─── RECORDS ───

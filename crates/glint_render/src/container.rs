//! Primitive containers.
//!
//! A container answers nearest-hit queries over a shared primitive
//! collection. `Naive` scans linearly and doubles as the correctness
//! baseline for the BVH.

use std::sync::Arc;

use glint_math::{Aabb, Interval, Ray};

use crate::bvh::Bvh;
use crate::intersection::Intersection;
use crate::primitive::Primitive;

/// The available container kinds, selected per scene.
pub enum Container {
    Naive(Naive),
    Bvh(Bvh),
}

impl Container {
    /// Find the nearest intersection inside the window, if any.
    pub fn intersect(&self, ray: &Ray, window: Interval) -> Option<Intersection> {
        match self {
            Container::Naive(naive) => naive.intersect(ray, window),
            Container::Bvh(bvh) => bvh.intersect(ray, window),
        }
    }

    /// Bounding box of everything in the container.
    pub fn bounds(&self) -> Aabb {
        match self {
            Container::Naive(naive) => naive.bounds(),
            Container::Bvh(bvh) => bvh.bounds(),
        }
    }

    pub fn len(&self) -> usize {
        match self {
            Container::Naive(naive) => naive.primitives.len(),
            Container::Bvh(bvh) => bvh.len(),
        }
    }

    pub fn is_empty(&self) -> bool {
        self.len() == 0
    }
}

/// Linear scan over all primitives.
pub struct Naive {
    primitives: Arc<[Primitive]>,
}

impl Naive {
    pub fn new(primitives: Arc<[Primitive]>) -> Self {
        Self { primitives }
    }

    /// Test every primitive, shrinking the window to the nearest hit
    /// found so far.
    pub fn intersect(&self, ray: &Ray, window: Interval) -> Option<Intersection> {
        let mut nearest: Option<Intersection> = None;
        let mut window = window;

        for primitive in self.primitives.iter() {
            if let Some(hit) = primitive.intersect(ray, window) {
                window = window.shrunk_to(hit.t);
                nearest = Some(hit);
            }
        }

        nearest
    }

    pub fn bounds(&self) -> Aabb {
        self.primitives
            .iter()
            .fold(Aabb::EMPTY, |acc, p| Aabb::union(&acc, &p.bounds()))
    }
}

#[cfg(test)]
mod tests {
    use super::*;
    use crate::primitive::Shape;
    use glint_core::MaterialId;
    use glint_math::{Mat4, Vec3};

    const WINDOW: Interval = Interval {
        min: 0.001,
        max: f32::INFINITY,
    };

    fn sphere_at(center: Vec3, radius: f32) -> Primitive {
        Primitive::new(
            Shape::Sphere { radius },
            Mat4::from_translation(center),
            MaterialId(0),
        )
    }

    #[test]
    fn test_empty_container_misses() {
        let naive = Naive::new(Vec::new().into());
        let ray = Ray::new(Vec3::ZERO, Vec3::Z);
        assert!(naive.intersect(&ray, WINDOW).is_none());
    }

    #[test]
    fn test_nearest_of_overlapping_spheres_wins() {
        let naive = Naive::new(
            vec![
                sphere_at(Vec3::new(0.0, 0.0, -10.0), 1.0),
                sphere_at(Vec3::new(0.0, 0.0, -5.0), 1.0),
                sphere_at(Vec3::new(0.0, 0.0, -20.0), 1.0),
            ]
            .into(),
        );

        let ray = Ray::new(Vec3::ZERO, Vec3::NEG_Z);
        let hit = naive.intersect(&ray, WINDOW).unwrap();

        assert!((hit.t - 4.0).abs() < 1e-4);
    }

    #[test]
    fn test_window_max_excludes_far_hits() {
        let naive = Naive::new(vec![sphere_at(Vec3::new(0.0, 0.0, -10.0), 1.0)].into());

        let ray = Ray::new(Vec3::ZERO, Vec3::NEG_Z);
        assert!(naive.intersect(&ray, Interval::new(0.001, 5.0)).is_none());
        assert!(naive.intersect(&ray, Interval::new(0.001, 9.5)).is_some());
    }

    #[test]
    fn test_bounds_enclose_all_primitives() {
        let naive = Naive::new(
            vec![
                sphere_at(Vec3::new(-5.0, 0.0, 0.0), 1.0),
                sphere_at(Vec3::new(5.0, 2.0, 0.0), 1.0),
            ]
            .into(),
        );

        let bounds = naive.bounds();
        assert_eq!(bounds.min.x, -6.0);
        assert_eq!(bounds.max.x, 6.0);
        assert_eq!(bounds.max.y, 3.0);
    }
}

───

**EXERCISE DIRECTIONS:** Take the lines from the first line of the records through the line holding "use crate::bvh::Bvh;", both included, and please reproduce them exactly with nothing added.

**COMPLETED TASK:**
filename crates/glint_render/src/container.rs
//! Primitive containers.
//!
//! A container answers nearest-hit queries over a shared primitive
//! collection. `Naive` scans linearly and doubles as the correctness
//! baseline for the BVH.

use std::sync::Arc;

use glint_math::{Aabb, Interval, Ray};

use crate::bvh::Bvh;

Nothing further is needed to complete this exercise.